A BHP rejeita o processo no exterior, que classifica como uma duplicidade dos desdobramentos no Brasil, e afirma não ter tido ingerência sobre as decisões da Samarco que culminaram no desastre da Barragem do Fundão. “A BHP refuta as alegações acerca do nível de controle em relação à Samarco, que sempre foi uma empresa com operação e gestão independentes. Continuamos a trabalhar em estreita colaboração com a Samarco e a Vale para apoiar o processo contínuo de reparação e compensação em andamento no Brasil”, informa a multinacional. 

Ainda segundo a BHP, a Fundação Renova, criada em 2016 como parte do primeiro acordo com as autoridades públicas brasileiras, já destinou mais de R$ 37 bilhões em auxílio financeiro emergencial, indenizações, reparação do meio ambiente e infraestruturas para aproximadamente 430 mil pessoas, empresas locais e comunidades indígenas e quilombolas.

Os trâmites da ação internacional

De 21 a 25 de outubro estão previstas as declarações iniciais, em que os advogados de ambos os lados apresentam o caso oralmente.
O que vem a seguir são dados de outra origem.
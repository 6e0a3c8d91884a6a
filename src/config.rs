//! Process-wide configuration, built once at startup and passed explicitly
//! into constructors. Nothing reads ambient globals after initialization.

use std::env;
use std::fmt;
use std::time::Duration;

use anyhow::{Context, Result};

use crate::i18n::Language;

/// Environment variable holding the service credential.
pub const API_KEY_ENV: &str = "GEMINI_API_KEY";

/// Default service endpoint base.
pub const DEFAULT_ENDPOINT: &str = "https://generativelanguage.googleapis.com";

/// Model used for generative search.
pub const DEFAULT_MODEL: &str = "gemini-3-pro-preview";

/// Grounded searches routinely take over a minute.
const DEFAULT_REQUEST_TIMEOUT: Duration = Duration::from_secs(180);

/// Immutable application configuration.
#[derive(Clone)]
pub struct AppConfig {
    pub language: Language,
    pub api_key: String,
    pub endpoint: String,
    pub model: String,
    pub request_timeout: Duration,
}

impl AppConfig {
    /// Build the configuration from the environment.
    ///
    /// The credential is required; everything else has defaults.
    pub fn from_env(language: Language) -> Result<Self> {
        let api_key = env::var(API_KEY_ENV)
            .with_context(|| format!("{} environment variable not set", API_KEY_ENV))?;
        Ok(Self::new(language, api_key))
    }

    pub fn new(language: Language, api_key: String) -> Self {
        Self {
            language,
            api_key,
            endpoint: DEFAULT_ENDPOINT.to_string(),
            model: DEFAULT_MODEL.to_string(),
            request_timeout: DEFAULT_REQUEST_TIMEOUT,
        }
    }
}

// The credential must never reach logs or screens.
impl fmt::Debug for AppConfig {
    fn fmt(&self, f: &mut fmt::Formatter<'_>) -> fmt::Result {
        f.debug_struct("AppConfig")
            .field("language", &self.language)
            .field("api_key", &"<redacted>")
            .field("endpoint", &self.endpoint)
            .field("model", &self.model)
            .field("request_timeout", &self.request_timeout)
            .finish()
    }
}
use serde::{Deserialize, Serialize};

/// Classification of a historical record.
///
/// The search service labels records with free-form text in the response
/// language; [`Category::parse`] maps the known Spanish and English labels
/// onto this closed set and everything else onto [`Category::Other`].
#[derive(Debug, Clone, Copy, PartialEq, Eq, PartialOrd, Ord, Hash, Serialize, Deserialize)]
pub enum Category {
    Combat,
    RearGuard,
    Repression,
    Exile,
    Disappeared,
    DecoratedCombatant,
    Other,
}

impl Category {
    /// All categories, in display order.
    pub const ALL: [Category; 7] = [
        Category::Combat,
        Category::RearGuard,
        Category::Repression,
        Category::Exile,
        Category::Disappeared,
        Category::DecoratedCombatant,
        Category::Other,
    ];

    /// Map a service-supplied label onto a category.
    ///
    /// Matching is case-insensitive and accepts both the Spanish labels the
    /// service emits by default and their English counterparts. Unknown
    /// labels fall back to [`Category::Other`].
    pub fn parse(raw: &str) -> Category {
        match raw.trim().to_lowercase().as_str() {
            "combate" | "combat" => Category::Combat,
            "retaguardia" | "rear-guard" | "rearguard" | "rear guard" => Category::RearGuard,
            "represión" | "represion" | "repression" => Category::Repression,
            "exilio" | "exile" => Category::Exile,
            "desaparecido" | "disappeared" => Category::Disappeared,
            "combatiente condecorado" | "decorated combatant" | "decorated-combatant" => {
                Category::DecoratedCombatant
            }
            _ => Category::Other,
        }
    }

    /// Canonical display label (Spanish, as used in reports and cards).
    pub fn label(&self) -> &'static str {
        match self {
            Category::Combat => "Combate",
            Category::RearGuard => "Retaguardia",
            Category::Repression => "Represión",
            Category::Exile => "Exilio",
            Category::Disappeared => "Desaparecido",
            Category::DecoratedCombatant => "Combatiente condecorado",
            Category::Other => "Otros",
        }
    }
}

/// A documentary source cited by a single record.
#[derive(Debug, Clone, PartialEq, Eq, Serialize, Deserialize)]
pub struct Source {
    pub title: String,
    pub url: String,
    /// Archive signature or manual search path, when the source has one.
    pub search_path: Option<String>,
}

/// One normalized biographical record.
///
/// Instances are created only by the response normalizer and are immutable
/// for the life of a search session. Optional fields are `None` whenever the
/// service omitted them or supplied a placeholder value ("", "-", "n/a");
/// that normalization happens once, in the normalizer, never in views.
#[derive(Debug, Clone, PartialEq, Serialize, Deserialize)]
pub struct PersonRecord {
    /// Unique within a result set; assigned by the normalizer when the
    /// service omits or repeats ids.
    pub id: String,
    pub full_name: String,
    pub category: Category,
    pub status: String,
    pub details: String,
    pub location: Option<String>,
    pub date: Option<String>,
    pub birth_date: Option<String>,
    pub death_date: Option<String>,
    pub birth_place: Option<String>,
    pub rank: Option<String>,
    pub unit: Option<String>,
    pub additional_notes: Option<String>,
    pub latitude: Option<f64>,
    pub longitude: Option<f64>,
    /// May be empty, never meaningfully "null".
    pub sources: Vec<Source>,
}

impl PersonRecord {
    /// Coordinates usable for plotting. A record carrying only one half of
    /// the pair is not plottable.
    pub fn coordinates(&self) -> Option<(f64, f64)> {
        match (self.latitude, self.longitude) {
            (Some(lat), Some(lng)) => Some((lat, lng)),
            _ => None,
        }
    }

    /// The date shown for the record's main event: death date when known,
    /// otherwise the generic event date.
    pub fn event_date(&self) -> Option<&str> {
        self.death_date.as_deref().or(self.date.as_deref())
    }
}
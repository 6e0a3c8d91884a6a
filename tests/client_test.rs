/// Gemini backend tests against a mock HTTP server: status-code mapping,
/// grounding extraction, and malformed-payload degradation.
mod common;

use common::{RawRecordBuilder, payload_body};
use httpmock::prelude::*;
use memoria_explorer::client::{CancelToken, GeminiBackend, SearchBackend, SearchError};
use memoria_explorer::config::AppConfig;
use memoria_explorer::i18n::Language;
use memoria_explorer::models::SearchQuery;
use memoria_explorer::parsers::MALFORMED_PAYLOAD_FINDINGS;
use serde_json::json;

fn backend_for(server: &MockServer) -> GeminiBackend {
    let mut config = AppConfig::new(Language::Spanish, "test-key".to_string());
    config.endpoint = server.base_url();
    GeminiBackend::new(config).expect("backend construction")
}

fn query() -> SearchQuery {
    SearchQuery { last_name1: "Bergoñón".to_string(), ..Default::default() }
}

fn envelope_with(body_text: &str) -> serde_json::Value {
    json!({
        "candidates": [{
            "content": { "parts": [{ "text": body_text }] },
            "groundingMetadata": {
                "groundingChunks": [
                    { "web": { "title": "Memorial Democràtic", "uri": "https://memorial.example" } }
                ]
            }
        }]
    })
}

#[test]
fn test_successful_search_normalizes_payload() {
    let server = MockServer::start();
    let payload = payload_body(
        vec![RawRecordBuilder::new("Pedro Bergoñón").build()],
        Some(json!({ "totalResults": 1, "keyFindings": "Localizado." })),
    );
    let mock = server.mock(|when, then| {
        when.method(POST)
            .path("/v1beta/models/gemini-3-pro-preview:generateContent")
            .header("x-goog-api-key", "test-key");
        then.status(200).json_body(envelope_with(&payload));
    });

    let backend = backend_for(&server);
    let response = backend.search(&query(), Language::Spanish, &CancelToken::new()).unwrap();

    mock.assert();
    assert_eq!(response.results.len(), 1);
    assert_eq!(response.results[0].full_name, "Pedro Bergoñón");
    assert_eq!(response.summary.key_findings, "Localizado.");
    assert_eq!(response.summary.grounding_sources.len(), 1);
    assert_eq!(response.summary.grounding_sources[0].url, "https://memorial.example");
}

#[test]
fn test_request_carries_schema_and_search_tool() {
    let server = MockServer::start();
    let mock = server.mock(|when, then| {
        when.method(POST)
            .json_body_partial(r#"{"generationConfig": {"responseMimeType": "application/json"}}"#);
        then.status(200).json_body(envelope_with("{}"));
    });

    let backend = backend_for(&server);
    backend.search(&query(), Language::Spanish, &CancelToken::new()).unwrap();
    mock.assert();
}

#[test]
fn test_auth_failure_statuses() {
    for status in [401, 403, 404] {
        let server = MockServer::start();
        server.mock(|when, then| {
            when.method(POST);
            then.status(status).body("Requested entity was not found.");
        });

        let backend = backend_for(&server);
        let result = backend.search(&query(), Language::Spanish, &CancelToken::new());
        assert_eq!(result.unwrap_err(), SearchError::AuthFailure, "status {}", status);
    }
}

#[test]
fn test_transient_failure_statuses() {
    for status in [429, 500, 503] {
        let server = MockServer::start();
        server.mock(|when, then| {
            when.method(POST);
            then.status(status).body("overloaded");
        });

        let backend = backend_for(&server);
        let result = backend.search(&query(), Language::Spanish, &CancelToken::new());
        match result {
            Err(SearchError::Transient(detail)) => {
                assert!(detail.contains(&status.to_string()), "detail: {}", detail);
            }
            other => panic!("status {}: expected transient failure, got {:?}", status, other),
        }
    }
}

#[test]
fn test_connection_refused_is_transient() {
    let mut config = AppConfig::new(Language::Spanish, "test-key".to_string());
    // Nothing listens here.
    config.endpoint = "http://127.0.0.1:9".to_string();
    let backend = GeminiBackend::new(config).unwrap();

    let result = backend.search(&query(), Language::Spanish, &CancelToken::new());
    assert!(matches!(result, Err(SearchError::Transient(_))));
}

#[test]
fn test_malformed_body_text_is_zero_result_success() {
    let server = MockServer::start();
    server.mock(|when, then| {
        when.method(POST);
        then.status(200).json_body(envelope_with("the model rambled instead of emitting JSON"));
    });

    let backend = backend_for(&server);
    let response = backend.search(&query(), Language::Spanish, &CancelToken::new()).unwrap();

    assert!(response.results.is_empty());
    assert_eq!(response.summary.key_findings, MALFORMED_PAYLOAD_FINDINGS);
    // Grounding citations still ride along on the degraded summary.
    assert_eq!(response.summary.grounding_sources.len(), 1);
}

#[test]
fn test_empty_candidate_list_is_zero_result_success() {
    let server = MockServer::start();
    server.mock(|when, then| {
        when.method(POST);
        then.status(200).json_body(json!({ "candidates": [] }));
    });

    let backend = backend_for(&server);
    let response = backend.search(&query(), Language::Spanish, &CancelToken::new()).unwrap();
    assert!(response.results.is_empty());
}

#[test]
fn test_pre_cancelled_token_skips_the_request() {
    let server = MockServer::start();
    let mock = server.mock(|when, then| {
        when.method(POST);
        then.status(200).json_body(envelope_with("{}"));
    });

    let backend = backend_for(&server);
    let token = CancelToken::new();
    token.cancel();

    let result = backend.search(&query(), Language::Spanish, &token);
    assert_eq!(result.unwrap_err(), SearchError::Cancelled);
    mock.assert_hits(0);
}
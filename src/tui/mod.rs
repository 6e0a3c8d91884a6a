// TUI module for the interactive research interface
mod app;
mod events;
mod layout;
mod rendering;
mod terminal;

use anyhow::Result;
pub use app::App;
use terminal::TerminalGuard;

use crate::session::SearchSession;

/// Run the interactive TUI.
///
/// The terminal is restored on every exit path, including panics inside
/// the event loop (the guard restores on drop).
pub fn run_interactive(session: SearchSession) -> Result<()> {
    let mut guard = TerminalGuard::new()?;
    let mut app = App::new(session);

    let result = app.run(guard.terminal_mut());

    // Keep the app's error if both fail; a restore error alone still surfaces.
    let restored = guard.restore();
    result.and(restored)
}
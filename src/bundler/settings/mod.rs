//! Configuration structures for build operations.
//!
//! This module provides the configuration types consumed by the build
//! orchestrator: source model location, output destination, wake-phrase
//! options, and the builder pattern for constructing them.

mod builder;
mod core;

// Re-export all public types
pub use builder::BuildSettingsBuilder;
pub use core::{BuildSettings, DEFAULT_THRESHOLD, WakePhrases};
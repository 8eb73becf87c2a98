//! Bundle manifest (`index.json`) generation.
//!
//! The manifest is the JSON sidecar describing bundle contents and the
//! runtime-configurable voice commands. It is derived purely from the set
//! of model names plus the optional wake phrases; nothing in it is read
//! back during the build. Consumers treat absent keys as "unset", never as
//! zero or empty — a missing command list means "configure at runtime".

use crate::bundler::error::{ErrorExt, Result};
use crate::bundler::settings::WakePhrases;
use serde::{Deserialize, Serialize};
use std::collections::BTreeMap;
use std::fs;
use std::path::Path;

/// Manifest file name inside the asset bundle.
pub const MANIFEST_FILE: &str = "index.json";

/// Current manifest schema version.
pub const MANIFEST_VERSION: u32 = 1;

/// Default command-detection window in milliseconds.
pub const DEFAULT_DURATION_MS: u32 = 3000;

/// Name markers identifying Chinese model variants.
const CN_MARKERS: [&str; 2] = ["_cn", "cn_"];

/// Name markers identifying English model variants.
const EN_MARKERS: [&str; 2] = ["_en", "en_"];

/// Top-level manifest document.
#[derive(Debug, Clone, PartialEq, Serialize, Deserialize)]
pub struct BundleManifest {
    /// Schema version, currently 1
    pub version: u32,

    /// File name of the embedded model container, if one was produced
    #[serde(skip_serializing_if = "Option::is_none")]
    pub srmodels: Option<String>,

    /// Command-recognition configuration, present only when at least one
    /// multi-command model was bundled
    #[serde(skip_serializing_if = "Option::is_none")]
    pub multinet_model: Option<MultinetModel>,
}

/// Configuration block for multi-command-recognition models.
#[derive(Debug, Clone, PartialEq, Serialize, Deserialize)]
pub struct MultinetModel {
    /// Detected languages, sorted ("cn", "en")
    pub languages: Vec<String>,

    /// Command-detection window in milliseconds
    pub duration_ms: u32,

    /// Detection threshold (0.0-1.0)
    pub threshold: f32,

    /// Per-language command lists; a language key is present only when a
    /// wake phrase was explicitly supplied for it
    pub commands: BTreeMap<String, Vec<CommandEntry>>,
}

/// One voice command entry.
#[derive(Debug, Clone, PartialEq, Serialize, Deserialize)]
pub struct CommandEntry {
    /// Phrase the recognizer listens for
    pub command: String,

    /// Display text
    pub text: String,

    /// Action identifier fired on detection
    pub action: String,
}

impl CommandEntry {
    /// Creates a wake command for the given phrase.
    pub fn wake(phrase: &str) -> Self {
        Self {
            command: phrase.to_string(),
            text: phrase.to_string(),
            action: "wake".to_string(),
        }
    }
}

impl BundleManifest {
    /// Derives the manifest from the bundled model set.
    ///
    /// # Arguments
    ///
    /// * `model_names` - Names of all bundled model directories
    /// * `srmodels` - File name of the produced model container, if any
    /// * `wake_phrases` - Optional per-language wake phrases
    /// * `threshold` - Detection threshold (0.0-1.0)
    /// * `duration_ms` - Command-detection window
    ///
    /// A wake phrase that is empty or whitespace-only counts as not
    /// supplied: the language's command list is omitted and the device
    /// configures commands at runtime.
    pub fn derive(
        model_names: &[String],
        srmodels: Option<String>,
        wake_phrases: &WakePhrases,
        threshold: f32,
        duration_ms: u32,
    ) -> Self {
        let multinet: Vec<&str> = model_names
            .iter()
            .map(String::as_str)
            .filter(|name| is_multinet(name))
            .collect();

        let multinet_model = if multinet.is_empty() {
            None
        } else {
            let languages = detect_languages(&multinet);
            log::info!("detected languages: {}", languages.join(", "));

            let mut commands = BTreeMap::new();
            let per_language = [
                ("cn", wake_phrases.cn.as_deref()),
                ("en", wake_phrases.en.as_deref()),
            ];
            for (lang, phrase) in per_language {
                if !languages.iter().any(|l| l == lang) {
                    continue;
                }
                match phrase.map(str::trim).filter(|p| !p.is_empty()) {
                    Some(phrase) => {
                        log::info!("{lang} wake phrase: {phrase}");
                        commands.insert(lang.to_string(), vec![CommandEntry::wake(phrase)]);
                    }
                    None => {
                        log::info!("no {lang} wake phrase configured; commands can be added at runtime");
                    }
                }
            }
            if commands.is_empty() {
                log::warn!("no wake phrases supplied; manifest carries no command lists");
            }

            Some(MultinetModel {
                languages,
                duration_ms,
                threshold,
                commands,
            })
        };

        Self {
            version: MANIFEST_VERSION,
            srmodels,
            multinet_model,
        }
    }

    /// Writes the manifest as pretty-printed JSON.
    pub fn write(&self, path: &Path) -> Result<()> {
        let json = serde_json::to_string_pretty(self)?;
        fs::write(path, json).fs_context("writing manifest", path)?;
        log::info!("wrote {}", path.display());
        Ok(())
    }
}

/// Whether a model name denotes a multi-command-recognition model.
fn is_multinet(name: &str) -> bool {
    name.starts_with("mn")
}

/// Scans multi-command model names for language markers.
///
/// Returns the sorted language list; a non-empty model set with no
/// recognized marker defaults to Chinese.
fn detect_languages(multinet_names: &[&str]) -> Vec<String> {
    let mut cn = false;
    let mut en = false;
    for name in multinet_names {
        cn |= CN_MARKERS.iter().any(|marker| name.contains(marker));
        en |= EN_MARKERS.iter().any(|marker| name.contains(marker));
    }

    let mut languages = Vec::new();
    if cn {
        languages.push("cn".to_string());
    }
    if en {
        languages.push("en".to_string());
    }
    if languages.is_empty() {
        languages.push("cn".to_string());
    }
    languages
}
Posteriormente, de 28 a 14 de novembro, ocorre o interrogatório de testemunhas pelos advogados dos atingidos e defensores da empresa. Serão ouvidos diretores da BHP e agentes de governança indicados para a Samarco, entre outros.

Em 18 de novembro começa a oitiva dos especialistas em direito brasileiro. Serão três escolhidos pela BHP e três pelo escritório Pogust Goodhead para nortear a corte sobre o direito brasileiro ambiental, civil e corporativo. 

Entre 13 e 16 de janeiro estão previstas oitivas de especialistas em geotecnia (para falar das condições das barragens, métodos de segurança, prevenção, causas do rompimento, entre outros). Eventualmente poderão ser ouvidos também especialistas em licenciamento. 

O julgamento termina com a sentença de culpa ou inocência, prevista para 5 de março de 2025. Após esse prazo, serão cerca de três meses para a apresentação dos valores a serem indenizados, caso seja essa a decisão da Justiça na ação internacional.

As informações são do Estado de Minas.